November 24, 2014

For-Profit College Marketer Thrived By Posting Fake Ads To Popular Job Sites

Screen Shot 2014-11-21 at 4.41.50 PM

Neutron Interactive, a Salt Lake City-based business, regularly posted fake job listings on popular job websites including Monster.com and CareerBuilder.com for the purpose of tricking job-seekers into visiting its own websites, according to former Neutron employees. These Neutron Interactive websites, still operating today, also promise jobs, but in reality they usually offer none; their real purpose, say these former employees, is to convince visitors — low-income people, single mothers, veterans, the elderly, all in desperate need of jobs — to provide their cell phone numbers, so marketers at other companies, which pay Neutron for the leads, can sell them overpriced for-profit college programs.

Neutron Interactive’s website highlights the company’s membership and active participation in the for-profit colleges’ main trade association, APSCU. Until last week, Neutron bragged on its site that “Some Of Our Biggest Fans” include Corinthian Colleges’ Everest University, EDMC’s Art Institutes, and Bridgepoint’s Ashford University — all major for-profit colleges. After I pointed out this boasting out in an article, it has apparently disappeared from the Neutron site, but as of today, Neutron is still listed by APSCU as one of its members.

With APSCU leading the effort to overturn the Obama Administration’s “gainful employment rule,” and with the collapse of Corinthian raising issues about how to protect students when predatory for-profit colleges fail, it’s crucial to understand that this industry signs up many of its students through blatant deceptions.

Such deceptive strategies have helped turn Neutron Interactive into a lucrative “lead generation” company and made its founders wealthy, according to the former employees.  But Neutron had to regularly change its tactics, the employees say, as the legitimate job websites and other businesses recognized the scams and shut them down.

Recently I reported on how at least some of the visitors who entered their contact information on Neutron Interactive sites, and at similar bait-and-switch sites offering food stamps and Medicaid, were promptly contacted by workers in a call center operated by another business, called EdSoup, also located in Salt Lake.
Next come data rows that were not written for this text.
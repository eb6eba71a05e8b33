use chrono::Duration;
use resources::{
    config::RecommenderConfig,
    objects::AnalysisSeries,
    utils::{mean, round_half_up},
};

/// Fill the savings columns of a simulated series.
///
/// CPU savings are measured against the currently requested capacity,
/// memory savings converted to CPU-equivalents through the configured
/// GB-to-CPU cost ratio. A 1-day rolling mean (right-closed window,
/// min_periods = 1) is kept for display.
pub fn calculate_savings(series: &mut AnalysisSeries, config: &RecommenderConfig) {
    if series.is_empty() {
        tracing::info!("The analysis series is empty");
        return;
    }

    let n = series.len();
    series.forecast_cpu_saving = Vec::with_capacity(n);
    series.forecast_mem_saving_mi = Vec::with_capacity(n);
    series.avg_saving_in_cpus = Vec::with_capacity(n);
    series.forecast_clash = Vec::with_capacity(n);

    for i in 0..n {
        let cpu_saving = round_half_up(
            series.sum_containers_cpu_request[i] - series.forecast_sum_cpu_up_and_running[i],
            3,
        );
        let mem_saving = (series.sum_containers_mem_request_mi[i]
            - series.forecast_sum_mem_up_and_running[i])
            .ceil();
        series.forecast_cpu_saving.push(cpu_saving);
        series.forecast_mem_saving_mi.push(mem_saving);
        series.avg_saving_in_cpus.push(round_half_up(
            cpu_saving + (mem_saving / 1024.0) / config.cost_of_gb_in_cpus,
            2,
        ));
        series.forecast_clash.push(
            series.sum_containers_cpu_usage[i] > series.forecast_sum_cpu_up_and_running[i]
                || series.sum_containers_mem_usage_mi[i]
                    > series.forecast_sum_mem_up_and_running[i],
        );
    }

    series.avg_saving_in_cpus_1d_mean = rolling_day_mean(series);
}

/// Mean of `avg_saving_in_cpus` over the trailing day per row, by
/// timestamp. The window is left-open: a point exactly one day old falls
/// out.
fn rolling_day_mean(series: &AnalysisSeries) -> Vec<f64> {
    let mut rolling = Vec::with_capacity(series.len());
    let mut start = 0usize;
    for i in 0..series.len() {
        let cutoff = series.window_begin[i] - Duration::days(1);
        while series.window_begin[start] <= cutoff {
            start += 1;
        }
        rolling.push(round_half_up(
            mean(series.avg_saving_in_cpus[start..=i].iter().copied()),
            2,
        ));
    }
    rolling
}
//! Clients the recommender core treats as external collaborators: the
//! telemetry fetcher, the pod startup-time probe and the warehouse sink.
//! All I/O lives here; the core itself never issues a request.

pub mod startup;
pub mod telemetry;
pub mod warehouse;

/// User agent attached to every outbound request.
pub const USER_AGENT: &str = "hpa-config-recommender/0.1";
About 95 percent rejected the EdSoup pitches to discuss college programs, but the remaining 5 percent were passed on to another layer of call centers operated by or for for-profit colleges, including the University of Phoenix, Brown Mackie, Everest, Colorado Tech, IIT Tech, and Kaplan. EdSoup employees who worked at the company until earlier this year gave me the scoop on this shameless, deceptive operation, and backed it up with documents.

Within 90 minutes of my posting that story on Republic Report and The Huffington Post, the Neutron site I described, localemploymentnetwork.org, had been shut down. Perhaps a coincidence, or perhaps some concern about suggestions I made that the Neutron and EdSoup operations might be violating federal and state laws. The next day I posted again, describing other similar sites apparently run by Neutron. Those sites are still online at this writing.

Now, three former Neutron Interactive employees have come forward to tell me more about Neutron’s piece of the shady world of for-profit college lead generation. Neutron’s operations were “wrong — illegal and immoral,” says a former Neutron manager.

Two of the employees, the former manager and an early tech hire of the company, asked me to not use their names, citing concerns about retaliation. The third, Jason Gill, a former senior web developer at Neutron, was ready to be on the record. The accounts of the three employees were consistent — and disturbing.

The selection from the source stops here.